Sometimes a nostalgia trip back to the days of lard is spoiled by the stuff sold in the brick at grocery stores today. That lard is additionally hydrogenated, bleached, deodorized and otherwise processed to "purity" and long keeping qualities. Along the way, it loses the richness of good old-time lard. Since it begins as rendered hog fat, it is indeed lard, but it's a mix of all qualities of hog fat, and of course, the hogs are factory hogs who have never seen an acorn, and it shows in their flavor.
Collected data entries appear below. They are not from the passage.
#[cfg(test)]
mod tests {
    use super::*;
    use axum::response::IntoResponse;
    use serde_json::json;
    use service_core::error::AppError;

    fn provider() -> GeminiProvider {
        GeminiProvider::new(GeminiConfig {
            api_key: SecretString::new("test-key".to_string()),
            model: "gemini-2.5-flash".to_string(),
            api_base: "https://generativelanguage.googleapis.com/".to_string(),
            request_timeout: Duration::from_secs(5),
            system_instruction: SYSTEM_INSTRUCTION.to_string(),
        })
        .unwrap()
    }

    fn media() -> MediaReference {
        MediaReference {
            name: "files/abc".to_string(),
            uri: "https://generativelanguage.googleapis.com/v1beta/files/abc".to_string(),
            mime_type: "application/pdf".to_string(),
            state: FileState::Active,
        }
    }

    #[test]
    fn builds_versioned_urls() {
        let provider = provider();
        assert_eq!(
            provider.model_url("generateContent"),
            "https://generativelanguage.googleapis.com/v1beta/models/gemini-2.5-flash:generateContent"
        );
        assert_eq!(
            provider.file_url("files/abc"),
            "https://generativelanguage.googleapis.com/v1beta/files/abc"
        );
        assert_eq!(
            provider.upload_start_url(),
            "https://generativelanguage.googleapis.com/upload/v1beta/files"
        );
        assert_eq!(
            provider.models_url(),
            "https://generativelanguage.googleapis.com/v1beta/models"
        );
    }

    #[test]
    fn api_key_travels_in_header() {
        let provider = provider();
        let request = provider
            .authorized(provider.client.get(provider.models_url()))
            .build()
            .unwrap();

        assert_eq!(request.headers()[API_KEY_HEADER], "test-key");
        assert!(!request.url().as_str().contains("test-key"));
    }

    #[tokio::test]
    async fn network_failure_does_not_expose_api_key() {
        let provider = GeminiProvider::new(GeminiConfig {
            api_key: SecretString::new("SUPER-SECRET-KEY".to_string()),
            model: "gemini-2.5-flash".to_string(),
            api_base: "http://127.0.0.1:9".to_string(),
            request_timeout: Duration::from_secs(1),
            system_instruction: String::new(),
        })
        .unwrap();

        let error = provider
            .generate(&[], &[Part::text("hi")])
            .await
            .unwrap_err();
        assert!(matches!(error, ProviderError::NetworkError(_)));
        assert!(!error.to_string().contains("SUPER-SECRET-KEY"));

        let response = AppError::from(error).into_response();
        assert_eq!(response.status(), axum::http::StatusCode::BAD_GATEWAY);
        let body = axum::body::to_bytes(response.into_body(), usize::MAX)
            .await
            .unwrap();
        let body = String::from_utf8(body.to_vec()).unwrap();
        assert!(!body.contains("SUPER-SECRET-KEY"));
        assert!(!body.contains("127.0.0.1:9/v1beta"));
    }

    #[test]
    fn request_carries_history_then_new_turn() {
        let history = vec![
            Turn::user(vec![Part::text("Context: essay.pdf"), Part::media(media())]),
            Turn::model_text("I have assimilated the media."),
        ];
        let request = provider().build_request(&history, &[Part::text("Who wrote it?")]);
        let value = serde_json::to_value(&request).unwrap();

        assert_eq!(value["systemInstruction"]["parts"][0]["text"], SYSTEM_INSTRUCTION);
        assert!(value["systemInstruction"].get("role").is_none());

        let contents = value["contents"].as_array().unwrap();
        assert_eq!(contents.len(), 3);
        assert_eq!(contents[0]["role"], "user");
        assert_eq!(contents[0]["parts"][0]["text"], "Context: essay.pdf");
        assert_eq!(
            contents[0]["parts"][1]["fileData"],
            json!({
                "mimeType": "application/pdf",
                "fileUri": "https://generativelanguage.googleapis.com/v1beta/files/abc"
            })
        );
        assert_eq!(contents[1]["role"], "model");
        assert_eq!(contents[2]["role"], "user");
        assert_eq!(contents[2]["parts"][0]["text"], "Who wrote it?");
    }

    #[test]
    fn response_text_joins_parts_and_skips_thoughts() {
        let response: GenerateContentResponse = serde_json::from_value(json!({
            "candidates": [{
                "content": {
                    "role": "model",
                    "parts": [
                        { "text": "thinking...", "thought": true },
                        { "text": "Hello, " },
                        { "text": "scholar." }
                    ]
                },
                "finishReason": "STOP"
            }],
            "usageMetadata": { "promptTokenCount": 10, "candidatesTokenCount": 3 }
        }))
        .unwrap();

        assert_eq!(response.into_text().unwrap(), "Hello, scholar.");
    }

    #[test]
    fn safety_stops_are_content_filtered() {
        let response: GenerateContentResponse = serde_json::from_value(json!({
            "candidates": [{ "finishReason": "SAFETY" }]
        }))
        .unwrap();
        assert!(matches!(response.into_text(), Err(ProviderError::ContentFiltered)));

        let blocked: GenerateContentResponse = serde_json::from_value(json!({
            "promptFeedback": { "blockReason": "OTHER" }
        }))
        .unwrap();
        assert!(matches!(blocked.into_text(), Err(ProviderError::ContentFiltered)));
    }

    #[test]
    fn file_status_parses_processing_state() {
        let file: GeminiFile = serde_json::from_value(json!({
            "name": "files/abc",
            "uri": "https://example.test/files/abc",
            "mimeType": "video/mp4",
            "state": "PROCESSING"
        }))
        .unwrap();
        let reference = MediaReference::from(file);
        assert!(reference.is_processing());
        assert_eq!(reference.mime_type, "video/mp4");
    }

    #[tokio::test]
    async fn missing_api_key_fails_on_first_call() {
        let provider = GeminiProvider::new(GeminiConfig {
            api_key: SecretString::new(String::new()),
            model: "gemini-2.5-flash".to_string(),
            api_base: "http://127.0.0.1:9".to_string(),
            request_timeout: Duration::from_secs(1),
            system_instruction: String::new(),
        })
        .unwrap();

        let result = provider.generate(&[], &[Part::text("hi")]).await;
        assert!(matches!(result, Err(ProviderError::NotConfigured(_))));
    }
}
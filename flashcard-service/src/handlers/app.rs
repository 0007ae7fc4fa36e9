use askama::Template;
use axum::response::IntoResponse;

#[derive(Template)]
#[template(path = "index.html")]
pub struct IndexTemplate {}

pub async fn index() -> impl IntoResponse {
    IndexTemplate {}
}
Remember that in the 1940's, something just less than 1/4 of the population lived on six million farms. In 1990, less than 3% lived on less than three million farms. So, in 1940, there was a lot of local lard that didn't have to travel or stay in warehouses for months. The butcher might well buy it direct from the farm, and if he was a good butcher, he paid a premium for the best, leaf lard. It still had something of the pig still in it. I think that's why you hear of such things as lard sandwiches and lard subbing for butter in those days, when it's hard to find today's brick lard very appealing.
You can find good leaf lard, but it's not easy. In a city with a lot of foodies and a high awareness of eating local food, I know of exactly one source, and it does make a difference. So often, when we try to revisit childhood, the experience doesn't quite come off. If this one doesn't quite come off, it might be the lard.